世界的経営学者ミンツバーグから学ぶ


学部長の吉田優治です。

米国東海岸にあるボストンではアメリカ経営学会(The Academy of Management)の年次大会が8月3日から8日まで開催中です。26の経営学関連部会が緩やかに連合するアメリカ経営学会の年次大会には、世界各国から毎年約6千名の経営学者が集まります。会場で日本からの参加者に出合うことはほとんどありません。世界の中での我が国経営学者たちの孤立的なポジショニングを危惧します。

ちょうどいま頃、ボストン・マリオット・コプリー・プラザの一室では、私が日本担当理事を務める経営教育部会((Devision of  Management Education & Development))の昼食会兼理事会(Lunchon & Executive Committee Meeting)が開催されています。残念ながら、私は週末に開催されたオープンキャンパスなどの仕事のために今年は出席できませんでした。

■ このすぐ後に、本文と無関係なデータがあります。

//! Configuration loading traits and types.
//!
//! Every rover binary reads one TOML file. Structs embed [`SharedConfig`]
//! under `[shared]` and load through the blanket [`ConfigLoader`] impl.
//!
//! ```rust,no_run
//! use rover_common::config::{ConfigError, ConfigLoader, SharedConfig};
//! use serde::Deserialize;
//! use std::path::Path;
//!
//! #[derive(Debug, Deserialize)]
//! struct ToolConfig {
//!     shared: SharedConfig,
//! }
//!
//! fn main() -> Result<(), ConfigError> {
//!     let config = ToolConfig::load(Path::new("rover.toml"))?;
//!     println!("service: {}", config.shared.service_name);
//!     Ok(())
//! }
//! ```

use serde::{Deserialize, Serialize};
use std::path::{Path, PathBuf};
use thiserror::Error;

/// Error type for configuration loading and validation.
#[derive(Debug, Clone, PartialEq, Error)]
pub enum ConfigError {
    /// Configuration file not found at the given path.
    #[error("configuration file not found: {}", .0.display())]
    FileNotFound(PathBuf),

    /// File could not be read, or TOML parsing failed.
    #[error("failed to parse configuration: {0}")]
    ParseError(String),

    /// Semantic validation failed.
    #[error("configuration validation failed: {0}")]
    ValidationError(String),
}

/// Log level used when `RUST_LOG` is not set.
#[derive(Debug, Clone, Copy, PartialEq, Eq, Serialize, Deserialize, Default)]
#[serde(rename_all = "lowercase")]
pub enum LogLevel {
    /// Per-sample detail.
    Trace,
    /// Per-cycle decisions.
    Debug,
    /// Startup, maneuvers and status summaries.
    #[default]
    Info,
    /// Stale samples and overruns.
    Warn,
    /// Fatal loop errors only.
    Error,
}

impl LogLevel {
    /// Directive string understood by `tracing_subscriber::EnvFilter`.
    pub const fn as_directive(self) -> &'static str {
        match self {
            Self::Trace => "trace",
            Self::Debug => "debug",
            Self::Info => "info",
            Self::Warn => "warn",
            Self::Error => "error",
        }
    }
}

/// Fields shared by every rover service.
///
/// ```toml
/// [shared]
/// log_level = "debug"
/// service_name = "rover-sim-01"
/// ```
#[derive(Debug, Clone, PartialEq, Serialize, Deserialize)]
pub struct SharedConfig {
    /// Logging verbosity.
    #[serde(default)]
    pub log_level: LogLevel,

    /// Instance identifier, shown in status logs.
    #[serde(default = "default_service_name")]
    pub service_name: String,
}

fn default_service_name() -> String {
    "rover".to_string()
}

impl Default for SharedConfig {
    fn default() -> Self {
        Self {
            log_level: LogLevel::default(),
            service_name: default_service_name(),
        }
    }
}

impl SharedConfig {
    /// Returns `ConfigError::ValidationError` if `service_name` is blank.
    pub fn validate(&self) -> Result<(), ConfigError> {
        if self.service_name.trim().is_empty() {
            return Err(ConfigError::ValidationError(
                "service_name cannot be empty".to_string(),
            ));
        }
        Ok(())
    }
}

/// Loading of TOML configuration into any deserializable type.
///
/// - `ConfigError::FileNotFound` if the file does not exist
/// - `ConfigError::ParseError` if it cannot be read or is not valid TOML
///
/// Semantic validation is left to the caller.
pub trait ConfigLoader: Sized + serde::de::DeserializeOwned {
    /// Load from a TOML file.
    fn load(path: &Path) -> Result<Self, ConfigError> {
        let content = std::fs::read_to_string(path).map_err(|e| {
            if e.kind() == std::io::ErrorKind::NotFound {
                ConfigError::FileNotFound(path.to_path_buf())
            } else {
                ConfigError::ParseError(format!("{}: {e}", path.display()))
            }
        })?;
        Self::from_toml_str(&content)
    }

    /// Parse from TOML text.
    fn from_toml_str(content: &str) -> Result<Self, ConfigError> {
        toml::from_str(content).map_err(|e| ConfigError::ParseError(e.to_string()))
    }
}

impl<T: serde::de::DeserializeOwned> ConfigLoader for T {}

#[cfg(test)]
mod tests {
    use super::*;
    use std::io::Write;
    use tempfile::NamedTempFile;

    #[derive(Debug, Deserialize)]
    struct Wrapper {
        #[serde(default)]
        shared: SharedConfig,
    }

    #[test]
    fn log_level_default_is_info() {
        assert_eq!(LogLevel::default(), LogLevel::Info);
        assert_eq!(LogLevel::default().as_directive(), "info");
    }

    #[test]
    fn log_level_parses_lowercase() {
        let w = Wrapper::from_toml_str("[shared]\nlog_level = \"warn\"\n").unwrap();
        assert_eq!(w.shared.log_level, LogLevel::Warn);
        assert_eq!(w.shared.service_name, "rover");
    }

    #[test]
    fn missing_shared_section_uses_defaults() {
        let w = Wrapper::from_toml_str("").unwrap();
        assert_eq!(w.shared, SharedConfig::default());
        assert!(w.shared.validate().is_ok());
    }

    #[test]
    fn blank_service_name_rejected() {
        let shared = SharedConfig {
            log_level: LogLevel::Info,
            service_name: "   ".to_string(),
        };
        assert!(matches!(
            shared.validate(),
            Err(ConfigError::ValidationError(_))
        ));
    }

    #[test]
    fn load_from_file() {
        let mut file = NamedTempFile::new().unwrap();
        writeln!(file, "[shared]\nservice_name = \"bench-rig\"\nlog_level = \"debug\"").unwrap();

        let w = Wrapper::load(file.path()).unwrap();
        assert_eq!(w.shared.service_name, "bench-rig");
        assert_eq!(w.shared.log_level, LogLevel::Debug);
    }

    #[test]
    fn load_missing_file() {
        let path = Path::new("/nonexistent/rover.toml");
        assert_eq!(
            Wrapper::load(path).unwrap_err(),
            ConfigError::FileNotFound(path.to_path_buf())
        );
    }

    #[test]
    fn load_invalid_toml() {
        let mut file = NamedTempFile::new().unwrap();
        writeln!(file, "[shared\nservice_name = ").unwrap();
        assert!(matches!(
            Wrapper::load(file.path()),
            Err(ConfigError::ParseError(_))
        ));
    }
}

今年の部会昼食会には世界的経営学者のヘンリー・ミンツバーグ(Henry Mintzberg、カナダ・マッギル大学教授)が特別参加。私にとって1995年に初めて参加したアメリカ経営学会で聞いた彼の講演は鮮烈でした。毎年の年次大会では、複数の部会で講演するミンツベーグを追いかけました。2004年出版の『MBAが会社を滅ぼす(Managers not MBAs)』は、「マネジメントは本では学べない」、「実践されない知識は不毛である」、「経験の少ない学生に分析手法を処方箋として与えることは弊害だ」など、データに基づくミンツバーグの主張は明快で強烈でした。

6年前にはある学会の常任理事・国際交流委員長としてミンツバーグの大会招聘を提案しましたが、招聘のために提案したビジネスクラス利用を強硬に反対する家電大企業出身の理事がいて、世界を知らない我が国大学教員の度量の狭さに驚かされました。

実は、学部カリキュラム設計の際に提案した、「学問から学ぶ」、「企業から学ぶ」、「活動から学ぶ」という3つの学びは、ミンツバーグ独特のマネジメント論、創発的戦略論、組織学習論が大きな手掛かりとなっています。昨日から読み始めた、ミンツバーグの義理の息子が書いた『ミンツバーグ教授のマネジャーの学校』もとても面白い。

サービス創造学部の研究と教育は、世界の研究者たちのアイディアを織り込み、そして公式サポーター企業の実践知を織り込み、さらに充実したものに進化させていきます。ご期待ください。世界のサービス創造学部に成長させます。